Out of the records below, copy all lines in which the word "PUBLIC" occurs.

● Listed records
═══
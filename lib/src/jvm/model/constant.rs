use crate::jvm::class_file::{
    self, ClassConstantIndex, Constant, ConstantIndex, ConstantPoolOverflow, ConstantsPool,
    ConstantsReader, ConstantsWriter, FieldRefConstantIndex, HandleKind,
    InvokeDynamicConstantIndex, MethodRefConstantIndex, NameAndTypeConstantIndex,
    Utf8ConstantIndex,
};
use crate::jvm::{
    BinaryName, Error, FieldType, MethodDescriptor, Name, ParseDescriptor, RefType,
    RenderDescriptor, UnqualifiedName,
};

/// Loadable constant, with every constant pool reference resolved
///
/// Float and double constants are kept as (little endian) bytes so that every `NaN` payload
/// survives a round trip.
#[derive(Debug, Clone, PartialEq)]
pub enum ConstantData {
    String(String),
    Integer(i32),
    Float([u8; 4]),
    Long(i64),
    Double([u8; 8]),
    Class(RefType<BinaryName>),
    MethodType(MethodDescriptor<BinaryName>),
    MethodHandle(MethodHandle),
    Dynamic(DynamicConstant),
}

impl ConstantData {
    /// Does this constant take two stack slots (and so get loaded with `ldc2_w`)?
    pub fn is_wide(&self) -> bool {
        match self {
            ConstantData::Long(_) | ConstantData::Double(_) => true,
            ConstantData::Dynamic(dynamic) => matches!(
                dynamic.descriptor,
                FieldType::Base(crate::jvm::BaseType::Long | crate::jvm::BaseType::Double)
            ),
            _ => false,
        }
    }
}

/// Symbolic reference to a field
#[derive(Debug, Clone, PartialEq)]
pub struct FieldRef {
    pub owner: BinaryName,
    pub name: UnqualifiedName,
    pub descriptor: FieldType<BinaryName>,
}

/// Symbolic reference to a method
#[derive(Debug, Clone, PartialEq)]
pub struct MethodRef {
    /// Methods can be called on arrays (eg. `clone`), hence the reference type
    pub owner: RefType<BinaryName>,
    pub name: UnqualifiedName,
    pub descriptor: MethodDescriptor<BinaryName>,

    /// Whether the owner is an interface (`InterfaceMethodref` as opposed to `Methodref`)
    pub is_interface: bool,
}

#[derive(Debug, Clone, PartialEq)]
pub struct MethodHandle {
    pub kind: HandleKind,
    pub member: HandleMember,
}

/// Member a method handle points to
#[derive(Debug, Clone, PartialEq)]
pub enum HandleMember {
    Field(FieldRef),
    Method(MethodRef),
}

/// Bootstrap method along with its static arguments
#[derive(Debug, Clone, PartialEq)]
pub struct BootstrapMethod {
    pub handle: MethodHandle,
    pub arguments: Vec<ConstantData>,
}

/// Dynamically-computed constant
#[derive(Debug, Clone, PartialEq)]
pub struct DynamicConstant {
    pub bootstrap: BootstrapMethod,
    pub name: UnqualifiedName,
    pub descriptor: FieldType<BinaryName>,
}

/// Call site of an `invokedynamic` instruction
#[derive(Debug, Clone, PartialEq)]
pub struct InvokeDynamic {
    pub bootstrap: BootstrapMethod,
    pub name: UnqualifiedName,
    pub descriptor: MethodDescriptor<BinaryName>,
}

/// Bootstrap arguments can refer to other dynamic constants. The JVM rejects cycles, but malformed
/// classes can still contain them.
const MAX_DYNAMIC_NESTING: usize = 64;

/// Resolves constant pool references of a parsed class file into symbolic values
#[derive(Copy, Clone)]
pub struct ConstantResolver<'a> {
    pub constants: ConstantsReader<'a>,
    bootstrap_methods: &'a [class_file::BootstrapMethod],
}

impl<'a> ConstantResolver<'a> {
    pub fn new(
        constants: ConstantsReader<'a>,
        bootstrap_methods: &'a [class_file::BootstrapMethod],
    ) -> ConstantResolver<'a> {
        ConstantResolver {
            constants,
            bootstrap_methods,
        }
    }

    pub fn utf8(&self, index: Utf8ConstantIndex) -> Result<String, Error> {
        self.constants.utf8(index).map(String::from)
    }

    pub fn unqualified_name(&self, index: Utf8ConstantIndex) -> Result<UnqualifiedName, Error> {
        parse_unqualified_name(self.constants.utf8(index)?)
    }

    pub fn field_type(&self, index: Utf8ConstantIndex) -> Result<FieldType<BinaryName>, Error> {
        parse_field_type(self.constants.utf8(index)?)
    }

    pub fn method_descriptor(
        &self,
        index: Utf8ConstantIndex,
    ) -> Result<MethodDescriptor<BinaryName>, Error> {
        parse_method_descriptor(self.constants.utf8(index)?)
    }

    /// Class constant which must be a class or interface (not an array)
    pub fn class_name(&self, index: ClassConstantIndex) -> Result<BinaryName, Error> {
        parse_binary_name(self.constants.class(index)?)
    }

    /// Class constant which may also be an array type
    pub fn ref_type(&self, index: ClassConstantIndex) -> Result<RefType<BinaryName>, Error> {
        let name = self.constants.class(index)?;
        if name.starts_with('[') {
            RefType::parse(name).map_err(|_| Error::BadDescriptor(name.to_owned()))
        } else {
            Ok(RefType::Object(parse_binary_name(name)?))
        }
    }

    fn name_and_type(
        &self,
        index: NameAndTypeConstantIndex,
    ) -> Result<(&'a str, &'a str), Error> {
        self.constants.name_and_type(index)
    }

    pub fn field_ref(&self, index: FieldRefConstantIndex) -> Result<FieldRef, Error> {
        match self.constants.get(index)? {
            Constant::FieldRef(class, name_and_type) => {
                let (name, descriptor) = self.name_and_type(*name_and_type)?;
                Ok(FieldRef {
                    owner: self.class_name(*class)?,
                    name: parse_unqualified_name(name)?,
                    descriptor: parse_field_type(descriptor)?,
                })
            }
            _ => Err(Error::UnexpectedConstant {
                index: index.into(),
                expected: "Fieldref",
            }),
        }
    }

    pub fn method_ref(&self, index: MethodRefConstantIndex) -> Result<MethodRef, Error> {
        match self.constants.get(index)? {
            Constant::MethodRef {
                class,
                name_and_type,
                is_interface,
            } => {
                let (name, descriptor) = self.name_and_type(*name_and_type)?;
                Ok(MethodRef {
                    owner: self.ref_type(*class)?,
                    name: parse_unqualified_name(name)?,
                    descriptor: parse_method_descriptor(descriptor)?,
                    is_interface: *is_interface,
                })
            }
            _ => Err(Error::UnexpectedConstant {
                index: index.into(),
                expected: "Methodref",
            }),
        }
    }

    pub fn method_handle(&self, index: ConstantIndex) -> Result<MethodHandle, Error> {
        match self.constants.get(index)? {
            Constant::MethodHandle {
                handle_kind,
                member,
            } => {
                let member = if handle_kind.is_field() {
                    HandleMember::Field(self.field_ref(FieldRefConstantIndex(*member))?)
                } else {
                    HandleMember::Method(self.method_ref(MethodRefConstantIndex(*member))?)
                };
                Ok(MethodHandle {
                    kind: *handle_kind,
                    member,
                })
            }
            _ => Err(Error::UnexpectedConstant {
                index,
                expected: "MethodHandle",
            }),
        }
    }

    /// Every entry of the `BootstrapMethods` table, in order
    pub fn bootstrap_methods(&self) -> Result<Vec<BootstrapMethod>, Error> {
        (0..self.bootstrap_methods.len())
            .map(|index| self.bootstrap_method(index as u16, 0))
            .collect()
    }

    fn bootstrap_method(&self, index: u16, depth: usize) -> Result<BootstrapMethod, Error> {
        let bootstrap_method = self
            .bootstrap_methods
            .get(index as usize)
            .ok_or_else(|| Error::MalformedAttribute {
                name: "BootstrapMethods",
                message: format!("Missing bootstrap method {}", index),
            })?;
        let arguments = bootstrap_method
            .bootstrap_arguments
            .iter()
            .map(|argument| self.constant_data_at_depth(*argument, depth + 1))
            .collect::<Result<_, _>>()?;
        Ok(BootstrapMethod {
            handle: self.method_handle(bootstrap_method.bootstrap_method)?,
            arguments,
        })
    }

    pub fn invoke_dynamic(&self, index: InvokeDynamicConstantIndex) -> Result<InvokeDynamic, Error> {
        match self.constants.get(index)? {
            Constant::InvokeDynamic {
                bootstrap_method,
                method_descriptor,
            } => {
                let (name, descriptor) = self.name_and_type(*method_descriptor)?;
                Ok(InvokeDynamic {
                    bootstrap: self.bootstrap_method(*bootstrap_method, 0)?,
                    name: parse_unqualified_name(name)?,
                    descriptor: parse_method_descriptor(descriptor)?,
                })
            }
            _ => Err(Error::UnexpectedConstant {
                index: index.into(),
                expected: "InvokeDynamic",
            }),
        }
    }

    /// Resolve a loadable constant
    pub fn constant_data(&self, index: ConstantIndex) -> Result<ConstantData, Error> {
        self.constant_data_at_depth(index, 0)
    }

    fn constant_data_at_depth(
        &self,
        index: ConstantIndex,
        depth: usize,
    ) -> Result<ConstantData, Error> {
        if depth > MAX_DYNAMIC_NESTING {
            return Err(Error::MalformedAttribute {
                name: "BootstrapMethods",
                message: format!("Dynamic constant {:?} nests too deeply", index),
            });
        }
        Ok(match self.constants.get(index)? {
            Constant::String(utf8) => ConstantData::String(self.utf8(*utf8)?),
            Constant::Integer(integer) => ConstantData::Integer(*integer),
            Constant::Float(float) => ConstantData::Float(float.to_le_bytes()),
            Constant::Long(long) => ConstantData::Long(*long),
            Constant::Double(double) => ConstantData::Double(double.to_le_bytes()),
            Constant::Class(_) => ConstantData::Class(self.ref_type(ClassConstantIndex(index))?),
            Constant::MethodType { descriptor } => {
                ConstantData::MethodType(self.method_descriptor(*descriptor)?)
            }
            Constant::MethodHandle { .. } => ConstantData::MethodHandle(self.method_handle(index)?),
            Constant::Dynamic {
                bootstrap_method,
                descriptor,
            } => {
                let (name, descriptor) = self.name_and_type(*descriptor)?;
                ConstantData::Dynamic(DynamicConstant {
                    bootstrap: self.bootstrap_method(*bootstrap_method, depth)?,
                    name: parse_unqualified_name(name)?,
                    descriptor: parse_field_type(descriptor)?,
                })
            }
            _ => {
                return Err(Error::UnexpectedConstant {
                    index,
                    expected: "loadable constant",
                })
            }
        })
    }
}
═══
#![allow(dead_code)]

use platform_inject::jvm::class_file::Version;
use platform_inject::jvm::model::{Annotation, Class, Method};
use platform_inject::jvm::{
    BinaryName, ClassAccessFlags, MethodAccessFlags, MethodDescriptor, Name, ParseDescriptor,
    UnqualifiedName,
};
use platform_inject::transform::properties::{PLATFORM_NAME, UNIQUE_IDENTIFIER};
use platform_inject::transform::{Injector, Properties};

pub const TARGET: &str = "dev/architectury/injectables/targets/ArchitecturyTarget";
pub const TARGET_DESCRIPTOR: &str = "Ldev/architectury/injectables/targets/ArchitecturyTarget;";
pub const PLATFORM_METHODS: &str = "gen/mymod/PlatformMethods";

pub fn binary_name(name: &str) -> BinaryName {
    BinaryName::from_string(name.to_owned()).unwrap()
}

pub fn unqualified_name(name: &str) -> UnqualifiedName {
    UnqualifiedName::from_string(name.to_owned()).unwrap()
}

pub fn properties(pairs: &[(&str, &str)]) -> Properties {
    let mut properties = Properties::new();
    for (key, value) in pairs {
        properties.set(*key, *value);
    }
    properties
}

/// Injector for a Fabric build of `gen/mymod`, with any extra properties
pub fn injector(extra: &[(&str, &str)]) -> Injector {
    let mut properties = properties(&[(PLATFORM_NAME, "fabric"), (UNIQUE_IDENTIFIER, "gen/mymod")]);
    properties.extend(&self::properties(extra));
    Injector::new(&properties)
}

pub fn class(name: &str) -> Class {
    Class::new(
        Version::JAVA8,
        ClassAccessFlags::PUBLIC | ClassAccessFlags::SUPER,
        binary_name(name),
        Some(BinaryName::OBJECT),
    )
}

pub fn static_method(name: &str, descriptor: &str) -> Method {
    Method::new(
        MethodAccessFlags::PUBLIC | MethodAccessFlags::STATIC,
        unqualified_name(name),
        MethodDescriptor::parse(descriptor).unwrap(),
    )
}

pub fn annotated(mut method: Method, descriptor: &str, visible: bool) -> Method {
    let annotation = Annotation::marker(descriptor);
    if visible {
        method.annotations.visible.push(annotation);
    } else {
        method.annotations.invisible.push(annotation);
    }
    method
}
═══
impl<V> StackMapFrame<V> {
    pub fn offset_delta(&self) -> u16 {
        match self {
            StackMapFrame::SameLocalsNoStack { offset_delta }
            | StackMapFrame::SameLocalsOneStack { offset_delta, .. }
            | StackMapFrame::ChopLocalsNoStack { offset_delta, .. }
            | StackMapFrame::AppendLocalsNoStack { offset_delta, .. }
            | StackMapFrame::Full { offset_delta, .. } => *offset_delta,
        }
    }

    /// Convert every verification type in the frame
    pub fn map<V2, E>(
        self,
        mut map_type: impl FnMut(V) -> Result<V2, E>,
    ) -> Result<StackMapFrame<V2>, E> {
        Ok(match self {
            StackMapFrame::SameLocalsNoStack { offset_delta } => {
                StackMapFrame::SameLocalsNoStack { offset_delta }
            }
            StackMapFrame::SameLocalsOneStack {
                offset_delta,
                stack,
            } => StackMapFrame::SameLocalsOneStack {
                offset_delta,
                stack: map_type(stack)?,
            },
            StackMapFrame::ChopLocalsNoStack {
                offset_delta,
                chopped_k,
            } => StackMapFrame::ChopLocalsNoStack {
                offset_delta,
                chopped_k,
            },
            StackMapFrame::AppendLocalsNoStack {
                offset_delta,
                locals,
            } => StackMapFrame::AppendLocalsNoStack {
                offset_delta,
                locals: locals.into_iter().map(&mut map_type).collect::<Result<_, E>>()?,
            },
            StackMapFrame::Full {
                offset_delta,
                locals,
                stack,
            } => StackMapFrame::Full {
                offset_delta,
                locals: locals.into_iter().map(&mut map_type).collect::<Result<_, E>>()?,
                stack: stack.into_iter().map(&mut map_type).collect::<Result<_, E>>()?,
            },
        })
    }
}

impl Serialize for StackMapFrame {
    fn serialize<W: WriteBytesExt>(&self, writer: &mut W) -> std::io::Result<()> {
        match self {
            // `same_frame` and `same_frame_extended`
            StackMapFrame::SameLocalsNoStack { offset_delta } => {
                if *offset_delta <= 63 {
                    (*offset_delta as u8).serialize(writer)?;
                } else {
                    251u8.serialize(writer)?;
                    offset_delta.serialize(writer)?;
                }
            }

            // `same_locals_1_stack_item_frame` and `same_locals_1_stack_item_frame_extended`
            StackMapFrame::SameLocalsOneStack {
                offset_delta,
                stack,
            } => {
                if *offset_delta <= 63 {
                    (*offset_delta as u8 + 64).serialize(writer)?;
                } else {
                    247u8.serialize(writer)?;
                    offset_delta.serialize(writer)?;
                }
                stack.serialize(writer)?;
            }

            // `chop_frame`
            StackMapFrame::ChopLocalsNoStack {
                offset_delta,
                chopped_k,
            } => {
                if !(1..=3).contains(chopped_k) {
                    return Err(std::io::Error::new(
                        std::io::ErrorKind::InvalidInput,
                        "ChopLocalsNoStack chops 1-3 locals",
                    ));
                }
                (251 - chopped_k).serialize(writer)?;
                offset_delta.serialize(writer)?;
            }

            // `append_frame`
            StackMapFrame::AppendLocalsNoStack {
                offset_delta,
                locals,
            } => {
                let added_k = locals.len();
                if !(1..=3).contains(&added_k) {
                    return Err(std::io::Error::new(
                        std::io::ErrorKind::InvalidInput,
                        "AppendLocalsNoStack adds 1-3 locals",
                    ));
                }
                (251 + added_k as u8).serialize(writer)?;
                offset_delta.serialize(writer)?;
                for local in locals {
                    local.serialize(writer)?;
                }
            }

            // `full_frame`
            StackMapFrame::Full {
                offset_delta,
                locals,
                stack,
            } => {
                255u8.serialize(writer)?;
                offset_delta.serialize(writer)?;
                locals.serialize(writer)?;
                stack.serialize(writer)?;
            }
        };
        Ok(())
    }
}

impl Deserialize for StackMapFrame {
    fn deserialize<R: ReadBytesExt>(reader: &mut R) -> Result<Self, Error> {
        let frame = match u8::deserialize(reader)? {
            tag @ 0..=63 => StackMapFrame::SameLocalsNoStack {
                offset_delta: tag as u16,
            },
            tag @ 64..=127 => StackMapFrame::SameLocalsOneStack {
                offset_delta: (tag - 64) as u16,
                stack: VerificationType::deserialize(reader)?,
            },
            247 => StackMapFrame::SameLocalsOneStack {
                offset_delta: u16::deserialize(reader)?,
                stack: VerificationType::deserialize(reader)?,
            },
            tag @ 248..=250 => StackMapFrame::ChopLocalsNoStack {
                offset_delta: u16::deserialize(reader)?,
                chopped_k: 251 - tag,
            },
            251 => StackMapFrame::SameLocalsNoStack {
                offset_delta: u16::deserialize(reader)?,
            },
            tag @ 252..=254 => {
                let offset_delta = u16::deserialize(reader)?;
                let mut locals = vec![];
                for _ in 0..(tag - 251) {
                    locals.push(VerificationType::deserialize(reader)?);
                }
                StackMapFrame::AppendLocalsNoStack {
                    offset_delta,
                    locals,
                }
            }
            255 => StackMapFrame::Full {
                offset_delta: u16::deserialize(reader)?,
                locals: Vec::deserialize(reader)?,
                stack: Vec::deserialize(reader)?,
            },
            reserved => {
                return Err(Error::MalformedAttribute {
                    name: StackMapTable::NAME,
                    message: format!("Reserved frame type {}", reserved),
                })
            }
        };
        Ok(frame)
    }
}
═══
● Response to this exercise
        ClassAccessFlags::PUBLIC | ClassAccessFlags::SUPER,
        MethodAccessFlags::PUBLIC | MethodAccessFlags::STATIC,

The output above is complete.